Related: New ‘zero value transfer’ scam targets Ethereum users
Safeheron indicated that the vulnerability only leaks users’ private keys to the wallet provider. Therefore, as long as the wallet provider itself is not dishonest and has not been taken over by an attacker, the user’s money should be safe. However, he argued that this makes the user dependent on trust in the wallet provider. This could allow attackers to bypass the wallet’s security by attacking the platform itself, as the company explained:
“Interaction between MPC wallets and dYdX or similar dApps [decentralized applications] Using signature-derived keys undermines the self-preservation principle of MPC wallet platforms. Customers may be able to bypass predefined transaction policies, and employees who leave the organization may still retain the ability to operate the dApp.”

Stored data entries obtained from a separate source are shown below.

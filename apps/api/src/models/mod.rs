pub mod placement;
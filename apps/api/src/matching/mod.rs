pub mod explain;
pub mod handlers;
pub mod matcher;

The company said it is working with web3 app developers Fireblocks, Fordefi, ZenGo and StarkWare to fix the vulnerability. dYdX also drew attention to the problem. In mid-March, the company plans to open source its protocol to further help app developers patch the vulnerability.
Cointelegraph attempted to contact dYdX but was unable to receive a response prior to publication.
Avihu Levy, head of product at StarkWare, told Cointelegraph that the company welcomes Safeheron’s attempt to raise awareness of the issue and help resolve it, stating:
“It’s great that Safeheron is creating an open source protocol that focuses on this challenge[…]We encourage developers to address any security challenges that may arise with any integration, however limited. This includes the challenge just discussed.
Starknet is a Layer 2 Ethereum protocol that uses zero-knowledge proofs to secure the network. When a user first connects to a Starknet application, they receive a STARK key with their regular Ethereum wallet. According to Safeheron, this process results in leaking keys to MPC wallets.
In February, Starknet attempted to improve its security and decentralization by open-sourcing its instance.